After training, rigorous model validation is performed to assess predictive performance and generalization ability. Typically, techniques like k-fold cross-validation or hold-out test sets are employed to ensure the model performs well on unseen data. Key regression metrics include the coefficient of determination (R2), mean absolute error (MAE), and root mean square error (RMSE), whereas classification tasks may use metrics such as accuracy, precision/recall, and ROC-AUC. High performance on training data must be balanced with checks against overfitting. For example, if data are limited, one might favor simpler models or apply regularization to prevent the model from simply memorizing the training set. By examining validation results, researchers can tune hyperparameters or revisit feature selection to further refine the model before deployment.
Finally, the validated model is deployed for property prediction or high-throughput screening of candidate materials. In fluorescent materials research, deployment could mean using the model to predict the emission wavelengths or quantum yields of new candidate molecules before synthesis, or scanning a virtual library of molecular structures to find promising luminophores (i.e., performing high-throughput virtual screening) [29,30,31]. In some cases, multi-task learning is employed, wherein a single model simultaneously predicts multiple related fluorescent properties (for example, both emission energy and quantum yield) to exploit correlations between those properties. For the model’s predictions to be practically useful, it is crucial that the model be not only accurate, but also generalizable—it should reliably predict properties for novel molecules or material compositions that were not explicitly represented in the training data. Throughout this workflow, iterative refinement is often necessary. As the scope of fluorescent materials under study expands, researchers periodically update the dataset with new experimental results, adjust feature sets, or retrain models to maintain and improve predictive performance. Increasingly, active learning strategies are integrated into this refinement loop, where the model actively suggests the most informative new experiments or data points to acquire, thereby efficiently improving itself with minimal experimental effort [30,32,33,34,35,36].

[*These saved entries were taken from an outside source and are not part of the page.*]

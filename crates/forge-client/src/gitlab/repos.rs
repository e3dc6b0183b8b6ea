//! GitLab projects (repos) and forks.

use forge_http::urlencode;
use forge_json::{EventKind, JsonGen, Stream};
use forge_types::{Fork, Repo, RepoCreateOptions, Visibility};

use crate::error::Result;
use crate::parse::DResult;
use crate::session::Session;

use super::project_path;

pub(crate) fn parse_project(s: &mut Stream<'_>) -> DResult<Repo> {
    let mut repo = Repo::default();
    s.object(|s, key| {
        match key {
            "id" => repo.id = s.uint()?,
            "path_with_namespace" => repo.full_name = s.string()?,
            "path" => repo.name = s.string()?,
            "namespace" => {
                s.object(|s, key| {
                    if key == "full_path" {
                        repo.owner = s.string()?;
                    } else {
                        s.skip_value()?;
                    }
                    Ok(())
                })?;
            }
            "created_at" => repo.date = s.string()?,
            "visibility" => repo.visibility = s.string()?,
            "forked_from_project" => {
                repo.is_fork = s.peek_kind()? != EventKind::Null;
                s.skip_value()?;
            }
            _ => s.skip_value()?,
        }
        Ok(())
    })?;
    Ok(repo)
}

fn fetch_projects(session: &Session<'_>, url: String, max: Option<usize>) -> Result<Vec<Repo>> {
    session.list(
        url,
        max,
        |s, items| {
            s.array(|s| {
                items.push(parse_project(s)?);
                Ok(())
            })?;
            Ok(())
        },
        None,
    )
}

pub(crate) fn get_repos(
    session: &Session<'_>,
    owner: &str,
    max: Option<usize>,
) -> Result<Vec<Repo>> {
    let url = format!("{}/users/{}/projects", session.base(), urlencode(owner));
    fetch_projects(session, url, max)
}

pub(crate) fn get_own_repos(session: &Session<'_>, max: Option<usize>) -> Result<Vec<Repo>> {
    let url = format!("{}/projects?owned=true", session.base());
    fetch_projects(session, url, max)
}

/// Numeric project id, needed where the API insists on ids.
pub(crate) fn project_id(session: &Session<'_>, owner: &str, repo: &str) -> Result<u64> {
    let url = format!("{}/projects/{}", session.base(), project_path(owner, repo));
    let project = session.get_parsed(&url, |s| Ok(parse_project(s)?))?;
    Ok(project.id)
}

pub(crate) fn create(session: &Session<'_>, opts: &RepoCreateOptions) -> Result<Repo> {
    let url = format!("{}/projects", session.base());
    let mut r#gen = JsonGen::new();
    r#gen.begin_object()?;
    r#gen.objmember("name")?;
    r#gen.string(&opts.name)?;
    r#gen.objmember("description")?;
    r#gen.string(&opts.description)?;
    r#gen.objmember("visibility")?;
    r#gen.string(if opts.private { "private" } else { "public" })?;
    r#gen.end_object()?;

    let response = session.send("POST", &url, Some(&r#gen.into_string()))?;
    let mut stream = Stream::new(&response.body);
    Ok(parse_project(&mut stream)?)
}

pub(crate) fn delete(session: &Session<'_>, owner: &str, repo: &str) -> Result<()> {
    let url = format!("{}/projects/{}", session.base(), project_path(owner, repo));
    session.send("DELETE", &url, None)?;
    Ok(())
}

pub(crate) fn set_visibility(
    session: &Session<'_>,
    owner: &str,
    repo: &str,
    visibility: Visibility,
) -> Result<()> {
    let url = format!("{}/projects/{}", session.base(), project_path(owner, repo));
    let mut r#gen = JsonGen::new();
    r#gen.begin_object()?;
    r#gen.objmember("visibility")?;
    r#gen.string(visibility.as_str())?;
    r#gen.end_object()?;

    session.send("PUT", &url, Some(&r#gen.into_string()))?;
    Ok(())
}

// -- Forks -------------------------------------------------------------------

fn parse_fork(s: &mut Stream<'_>) -> DResult<Fork> {
    let mut fork = Fork::default();
    s.object(|s, key| {
        match key {
            "path_with_namespace" => fork.full_name = s.string()?,
            "namespace" => {
                s.object(|s, key| {
                    if key == "full_path" {
                        fork.owner = s.string()?;
                    } else {
                        s.skip_value()?;
                    }
                    Ok(())
                })?;
            }
            "created_at" => fork.date = s.string()?,
            "forks_count" => fork.forks_count = s.int()? as i32,
            _ => s.skip_value()?,
        }
        Ok(())
    })?;
    Ok(fork)
}

pub(crate) fn get_forks(
    session: &Session<'_>,
    owner: &str,
    repo: &str,
    max: Option<usize>,
) -> Result<Vec<Fork>> {
    let url = format!(
        "{}/projects/{}/forks",
        session.base(),
        project_path(owner, repo),
    );
    session.list(
        url,
        max,
        |s, items| {
            s.array(|s| {
                items.push(parse_fork(s)?);
                Ok(())
            })?;
            Ok(())
        },
        None,
    )
}

pub(crate) fn fork_create(
    session: &Session<'_>,
    owner: &str,
    repo: &str,
    into: Option<&str>,
) -> Result<()> {
    let url = format!(
        "{}/projects/{}/fork",
        session.base(),
        project_path(owner, repo),
    );
    let payload = match into {
        Some(namespace) => {
            let mut r#gen = JsonGen::new();
            r#gen.begin_object()?;
            r#gen.objmember("namespace_path")?;
            r#gen.string(namespace)?;
            r#gen.end_object()?;
            Some(r#gen.into_string())
        }
        None => None,
    };

    session.send("POST", &url, payload.as_deref())?;
    Ok(())
}

#[cfg(test)]
mod tests {
    use super::*;
    use pretty_assertions::assert_eq;

    #[test]
    fn parse_project_fields() {
        let json = r#"
        {
          "id": 34707535,
          "path_with_namespace": "herrhotzenplotz/gearbox",
          "path": "gearbox",
          "namespace": { "full_path": "herrhotzenplotz" },
          "created_at": "2022-03-01T00:00:00.000Z",
          "visibility": "public",
          "forked_from_project": null
        }"#;
        let mut s = Stream::new(json);
        let repo = parse_project(&mut s).unwrap();
        assert_eq!(repo.id, 34707535);
        assert_eq!(repo.full_name, "herrhotzenplotz/gearbox");
        assert_eq!(repo.owner, "herrhotzenplotz");
        assert!(!repo.is_fork);
    }

    #[test]
    fn forked_project_is_marked() {
        let json = r#"{"id": 1, "forked_from_project": {"id": 2}}"#;
        let mut s = Stream::new(json);
        let repo = parse_project(&mut s).unwrap();
        assert!(repo.is_fork);
    }
}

In summary, the ML workflow for fluorescent property prediction mirrors a standard data-driven modeling pipeline, but it must be executed with special attention to the nuances of photophysical data. Data quality and feature relevance set the upper limit on achievable model performance, while thoughtful model selection, hyperparameter tuning, and validation ensure the resulting model can be trusted to guide fluorescent material discovery. This foundational workflow underpins the more advanced machine learning strategies discussed in subsequent sections. As shown in Figure 2, the overall ML workflow spans data collection, feature engineering, model training, and iterative validation for fluorescence prediction.

2.2. Representative Learning Paradigms: Supervised, Self-Supervised, and Reinforcement Learning

Machine learning methods can be categorized by how they learn from data. The most widely used paradigm in materials informatics is supervised learning, in which models train on examples paired with known output labels (here, measured fluorescent properties). The goal of supervised learning is to learn a mapping from input features (e.g., molecular descriptors) to target outputs (e.g., emission wavelength) with high fidelity. Supervised learning has underpinned the majority of ML studies on fluorescent materials to date because typically many known compounds have experimental or simulated fluorescence data available as labels. For instance, a supervised regression model might be trained on a database of molecules with their measured absorption and emission peaks, then used to predict the photoluminescence wavelength of new molecules. Owing to its maturity and effectiveness, supervised learning remains the workhorse for most predictive tasks (such as quantitative structure–property relationship modeling) in this field. However, supervised approaches require substantial labeled datasets, and their performance can degrade when data are scarce or biased toward certain regions of chemical space.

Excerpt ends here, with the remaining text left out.